Studies of charitable giving usually limit their examination to such rudimentary factors as how grants are divided among the broad categories of education, health care, the arts and human services.

The Minnesota Philanthropy Project, however, dug far beyond this in its 42-month study, delving into the more subtle--and enlightening--question of who benefits from foundation and corporate giving. The results of the final study were the subject of a recent conference here on "Minnesota Philanthropy and the Disadvantaged."

The project, which will close at year's end, began more than three years ago when leaders of poor peoples' charities met to discuss their problems. "We talked about how we would get checks for $500 or maybe $1,000 while foundations gave hundreds of thousands of dollars to other nonprofits," said Joe Selvaggio, executive director of Pride in Living, an alternative to public housing for the poor. So the nonprofit officials decided to conduct a study.

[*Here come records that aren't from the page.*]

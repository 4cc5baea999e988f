//! # recring - variable-record ring buffer over caller-supplied memory
//!
//! A lock-free byte ring that queues variable-length records between any
//! number of producer and consumer threads (or processes).
//!
//! ## Design
//!
//! - The control state ([`RingBuffer`]) holds only atomic cursors and the
//!   capacity; the bytes live in a [`Region`] the caller owns and passes to
//!   every operation, so either can sit in shared memory
//! - Records are framed as an 8-byte header plus payload, padded to 8 bytes;
//!   payloads may wrap the end of the region and are reassembled on read
//! - Producers claim space with a compare-exchange on the write cursor, copy,
//!   then publish in claim order
//! - Consumers claim records with a compare-exchange on the read cursor;
//!   space is freed in order once each claimed record is released
//! - Every operation returns immediately; `Full` and `Empty` are for the
//!   caller to retry with its own backoff
//!
//! ## Example
//!
//! ```
//! use recring::{HeapRegion, PeekFlags, RingBuffer};
//!
//! // 1 KiB ring over a heap region
//! let backing = HeapRegion::new_zeroed(1024);
//! let region = backing.region();
//! let rb = RingBuffer::with_capacity(1024).unwrap();
//!
//! // Producer: copy a record in
//! rb.push(b"hello world", &region).unwrap();
//!
//! // Consumer: copy it out
//! let mut out = [0u8; 64];
//! let len = rb.pop(&mut out, &region).unwrap();
//! assert_eq!(&out[..len], b"hello world");
//!
//! // Consumer: read in place, then release
//! rb.push(b"zero copy", &region).unwrap();
//! let record = rb.peek(PeekFlags::empty(), &region).unwrap();
//! assert_eq!(record.as_slices().0, b"zero copy");
//! rb.remove(record).unwrap();
//! ```

#![warn(missing_docs)]

mod config;
mod error;
mod frame;
mod region;
mod ring_buffer;
mod sync;


pub use config::{Concurrency, Config, PeekFlags};
pub use error::{
    status_code, Error, STATUS_BUFFER_TOO_SMALL, STATUS_INVALID_USE, STATUS_OK, STATUS_RETRY,
};
pub use frame::{frame_len, HEADER_LEN, MIN_CAPACITY, RECORD_ALIGN};
pub use region::{HeapRegion, Region, REGION_ALIGN};
pub use ring_buffer::{Peeked, RingBuffer, RingStatus};
//! Atomics facade so the cursor protocol can be model-checked under loom.
//!
//! Record headers live in caller memory and always use the std atomics; only
//! the control cursors switch to loom types.

#[cfg(not(feature = "loom"))]
pub(crate) use std::hint::spin_loop;
#[cfg(feature = "loom")]
pub(crate) use loom::hint::spin_loop;

#[cfg(not(feature = "loom"))]
pub(crate) use std::sync::atomic::AtomicU64;
#[cfg(feature = "loom")]
pub(crate) use loom::sync::atomic::AtomicU64;

pub(crate) use std::sync::atomic::Ordering;
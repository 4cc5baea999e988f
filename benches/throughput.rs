use criterion::{criterion_group, criterion_main, Criterion, Throughput};
use recring::{HeapRegion, PeekFlags, RingBuffer};

fn bench_throughput(c: &mut Criterion) {
    let backing = HeapRegion::new_zeroed(1 << 20);
    let region = backing.region();
    let rb = RingBuffer::with_capacity(1 << 20).unwrap();
    let payload = [0x11u8; 64];
    let mut out = [0u8; 64];

    let mut group = c.benchmark_group("roundtrip_64b");
    group.throughput(Throughput::Bytes(payload.len() as u64));

    group.bench_function("push_pop", |b| {
        b.iter(|| {
            rb.push(&payload, &region).unwrap();
            rb.pop(&mut out, &region).unwrap()
        })
    });

    group.bench_function("push_peek_remove", |b| {
        b.iter(|| {
            rb.push(&payload, &region).unwrap();
            let record = rb.peek(PeekFlags::empty(), &region).unwrap();
            let len = record.len();
            record.remove();
            len
        })
    });

    group.finish();
}

criterion_group!(benches, bench_throughput);
criterion_main!(benches);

To dramatize the study findings, the Minnesota Philanthropy Project baked a two-foot diameter charity pie. Surrounded by TV cameras, James Shannon, president of the General Mills Foundation and former chairman of the Council on Foundations, the national trade association for philanthropic endowments, cut a slice equal to 38.1% of the pie, representing the share of grants studied that went to charities serving the economically disadvantaged in 1985.

"We've changed the definition of what a good foundation is," said Jon Pratt, 34, the director of the Minnesota Philanthropy Project. "How good a foundation is used to be judged by how much money it gave. But to the foundations themselves, and in the public's mind here, we've changed the definition of a good foundation to issues of who benefits from those gifts."

The project examined more than 20,000 grants made in 1982 and 1984. In 1985 the project studied nearly 13,000 grants, totaling $146 million, made by Minnesota's 40 largest foundations. The 1985 grants studied equalled 69% of all grant monies awarded by all Minnesota foundations and corporations last year.

Poor's Share Grows

The study showed that in 1982, charities serving the poor, women, minorities and the handicapped got 28% of the grant monies studied. By 1984, after the first survey results had been privately distributed to the funders, this rose to 30%. In 1985, the study showed, $55.6 million or 38.1% of the grant monies awarded went to charities serving the economically disadvantaged.

Terry Saario, president of the Northwest Area Foundation here with $180 million in assets, said that because of the increase in the number of poor people in the '80s her foundation would have given more to charities serving the economically disadvantaged regardless of the study. "The Philanthropy Project's presence and the questions they ask force you to be a little more self-conscious about who are the beneficiaries of grants," Saario said. "The study also created a climate in the Twin Cities foundation community that legitimized greater concern for the poor."

But General Mills Foundation's Shannon said the overall increase in foundation giving to charities serving the poor was also due to public disclosure of the study results which "held some feet to the fire."

"It is frequently implied that much of philanthropy goes to the neediest members of society," the final study states. But the study results challenge this notion, especially before changes in giving strategies that were encouraged by public disclosure of the study.

"This is not a perfect instrument, but this is a very good study," said Shannon. He noted that many foundations worked with the study staff in determining how to categorize their grants to make it accurate.